=== Exercise instructions ===
Write out only the opening lines of the entries, through the line with "const DETAIL_MARKER: &str".

=== Records shown ===
• • • • • • •
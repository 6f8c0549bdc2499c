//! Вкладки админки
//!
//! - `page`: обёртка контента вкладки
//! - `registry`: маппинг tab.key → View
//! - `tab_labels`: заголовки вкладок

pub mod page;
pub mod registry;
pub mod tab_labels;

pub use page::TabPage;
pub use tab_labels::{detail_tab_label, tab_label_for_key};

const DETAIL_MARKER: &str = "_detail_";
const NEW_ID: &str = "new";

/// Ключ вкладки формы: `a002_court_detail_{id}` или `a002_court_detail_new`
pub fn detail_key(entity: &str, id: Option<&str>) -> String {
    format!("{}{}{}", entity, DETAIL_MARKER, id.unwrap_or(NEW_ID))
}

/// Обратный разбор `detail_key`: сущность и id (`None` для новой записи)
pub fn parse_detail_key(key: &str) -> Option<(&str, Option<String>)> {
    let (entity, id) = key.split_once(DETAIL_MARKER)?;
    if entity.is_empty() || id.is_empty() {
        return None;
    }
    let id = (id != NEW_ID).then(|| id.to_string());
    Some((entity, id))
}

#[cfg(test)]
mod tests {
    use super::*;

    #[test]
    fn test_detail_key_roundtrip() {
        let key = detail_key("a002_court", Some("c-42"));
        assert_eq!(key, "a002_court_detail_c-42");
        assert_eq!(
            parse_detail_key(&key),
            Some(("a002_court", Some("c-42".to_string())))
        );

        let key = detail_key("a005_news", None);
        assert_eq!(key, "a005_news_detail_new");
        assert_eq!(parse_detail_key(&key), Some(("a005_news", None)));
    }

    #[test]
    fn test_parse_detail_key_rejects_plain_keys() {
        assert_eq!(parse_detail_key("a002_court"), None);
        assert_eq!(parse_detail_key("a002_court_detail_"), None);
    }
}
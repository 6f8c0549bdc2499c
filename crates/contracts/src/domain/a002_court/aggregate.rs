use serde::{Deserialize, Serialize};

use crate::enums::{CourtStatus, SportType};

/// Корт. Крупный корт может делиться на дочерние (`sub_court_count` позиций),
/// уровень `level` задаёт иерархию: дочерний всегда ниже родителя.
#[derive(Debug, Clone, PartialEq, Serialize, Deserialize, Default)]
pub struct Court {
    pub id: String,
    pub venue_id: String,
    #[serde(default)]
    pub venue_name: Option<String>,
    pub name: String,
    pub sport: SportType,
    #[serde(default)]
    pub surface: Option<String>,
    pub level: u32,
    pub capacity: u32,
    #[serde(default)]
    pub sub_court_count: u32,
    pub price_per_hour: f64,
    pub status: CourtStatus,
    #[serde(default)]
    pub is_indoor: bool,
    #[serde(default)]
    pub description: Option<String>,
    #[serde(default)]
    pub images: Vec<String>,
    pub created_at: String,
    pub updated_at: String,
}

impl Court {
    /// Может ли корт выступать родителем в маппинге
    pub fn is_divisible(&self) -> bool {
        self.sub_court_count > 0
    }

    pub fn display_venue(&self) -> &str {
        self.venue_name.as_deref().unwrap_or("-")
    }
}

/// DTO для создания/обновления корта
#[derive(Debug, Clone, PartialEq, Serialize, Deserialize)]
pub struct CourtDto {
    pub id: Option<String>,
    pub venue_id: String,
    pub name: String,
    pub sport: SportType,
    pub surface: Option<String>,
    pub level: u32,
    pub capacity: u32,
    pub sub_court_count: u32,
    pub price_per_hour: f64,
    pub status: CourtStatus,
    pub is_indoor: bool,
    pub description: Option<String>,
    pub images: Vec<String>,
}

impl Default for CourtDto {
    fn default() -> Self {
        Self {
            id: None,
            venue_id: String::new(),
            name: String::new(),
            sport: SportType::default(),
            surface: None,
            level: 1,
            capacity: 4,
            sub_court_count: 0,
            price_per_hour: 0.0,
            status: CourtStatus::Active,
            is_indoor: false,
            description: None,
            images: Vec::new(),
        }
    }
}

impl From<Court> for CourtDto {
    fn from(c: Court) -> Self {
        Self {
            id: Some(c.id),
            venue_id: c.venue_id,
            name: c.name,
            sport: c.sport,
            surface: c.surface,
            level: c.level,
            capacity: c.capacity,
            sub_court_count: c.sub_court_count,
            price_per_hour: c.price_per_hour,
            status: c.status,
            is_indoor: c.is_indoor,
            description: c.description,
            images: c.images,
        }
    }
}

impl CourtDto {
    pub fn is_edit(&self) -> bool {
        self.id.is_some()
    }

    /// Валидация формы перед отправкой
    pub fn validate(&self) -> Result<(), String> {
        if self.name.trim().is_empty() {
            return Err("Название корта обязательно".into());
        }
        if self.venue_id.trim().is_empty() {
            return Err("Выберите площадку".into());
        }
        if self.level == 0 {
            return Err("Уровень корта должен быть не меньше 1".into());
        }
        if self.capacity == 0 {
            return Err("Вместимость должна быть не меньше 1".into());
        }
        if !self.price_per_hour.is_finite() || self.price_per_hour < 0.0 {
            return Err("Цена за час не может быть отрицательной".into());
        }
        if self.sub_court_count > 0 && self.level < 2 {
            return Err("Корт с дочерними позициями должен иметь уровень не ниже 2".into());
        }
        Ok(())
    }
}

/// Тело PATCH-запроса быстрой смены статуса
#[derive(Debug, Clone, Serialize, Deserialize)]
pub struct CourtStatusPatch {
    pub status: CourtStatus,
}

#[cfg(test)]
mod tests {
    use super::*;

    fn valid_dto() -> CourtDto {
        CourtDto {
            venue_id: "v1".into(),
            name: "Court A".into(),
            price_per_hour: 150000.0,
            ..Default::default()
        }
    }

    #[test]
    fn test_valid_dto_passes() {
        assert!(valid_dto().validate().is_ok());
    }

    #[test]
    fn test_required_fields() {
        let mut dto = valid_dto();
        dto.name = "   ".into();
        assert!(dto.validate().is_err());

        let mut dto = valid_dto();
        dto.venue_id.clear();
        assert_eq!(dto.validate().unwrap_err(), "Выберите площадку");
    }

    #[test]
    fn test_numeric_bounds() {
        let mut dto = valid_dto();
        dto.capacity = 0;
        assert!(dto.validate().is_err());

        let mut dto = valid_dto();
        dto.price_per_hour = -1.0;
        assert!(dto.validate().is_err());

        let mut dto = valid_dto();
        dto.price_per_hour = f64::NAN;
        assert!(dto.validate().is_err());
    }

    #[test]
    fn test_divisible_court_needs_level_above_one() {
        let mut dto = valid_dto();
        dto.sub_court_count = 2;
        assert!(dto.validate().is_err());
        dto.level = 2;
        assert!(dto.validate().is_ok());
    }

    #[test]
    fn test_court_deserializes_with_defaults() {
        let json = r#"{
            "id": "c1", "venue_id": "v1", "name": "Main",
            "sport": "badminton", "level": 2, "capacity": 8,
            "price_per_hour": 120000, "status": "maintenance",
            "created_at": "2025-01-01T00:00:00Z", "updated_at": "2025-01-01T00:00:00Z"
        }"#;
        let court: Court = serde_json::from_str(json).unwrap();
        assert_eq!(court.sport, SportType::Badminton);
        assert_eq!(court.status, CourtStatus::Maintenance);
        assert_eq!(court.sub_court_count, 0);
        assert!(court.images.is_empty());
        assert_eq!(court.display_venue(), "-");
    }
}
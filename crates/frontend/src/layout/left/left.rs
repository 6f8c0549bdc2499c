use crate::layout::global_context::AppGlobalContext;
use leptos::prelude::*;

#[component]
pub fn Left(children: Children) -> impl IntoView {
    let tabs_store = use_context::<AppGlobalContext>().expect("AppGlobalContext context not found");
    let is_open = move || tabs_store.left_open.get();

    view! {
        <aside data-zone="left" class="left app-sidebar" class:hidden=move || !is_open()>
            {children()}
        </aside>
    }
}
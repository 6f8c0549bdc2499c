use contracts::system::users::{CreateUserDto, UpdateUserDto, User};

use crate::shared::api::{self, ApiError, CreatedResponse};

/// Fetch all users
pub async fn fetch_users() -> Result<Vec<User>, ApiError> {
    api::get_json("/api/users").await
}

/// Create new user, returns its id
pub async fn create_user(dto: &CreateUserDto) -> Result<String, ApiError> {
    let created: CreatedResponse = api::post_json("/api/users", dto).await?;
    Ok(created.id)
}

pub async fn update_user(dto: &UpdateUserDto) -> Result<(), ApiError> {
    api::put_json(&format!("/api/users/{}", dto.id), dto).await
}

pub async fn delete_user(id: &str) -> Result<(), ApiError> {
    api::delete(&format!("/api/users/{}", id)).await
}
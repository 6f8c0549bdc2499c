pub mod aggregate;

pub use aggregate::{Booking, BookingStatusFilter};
• • • • • • •
=== Solution to the exercise ===
repository 6f8c0549bdc2499c
//! Вкладки админки
//!
//! - `page`: обёртка контента вкладки
//! - `registry`: маппинг tab.key → View
//! - `tab_labels`: заголовки вкладок

pub mod page;
pub mod registry;
pub mod tab_labels;

pub use page::TabPage;
pub use tab_labels::{detail_tab_label, tab_label_for_key};

const DETAIL_MARKER: &str = "_detail_";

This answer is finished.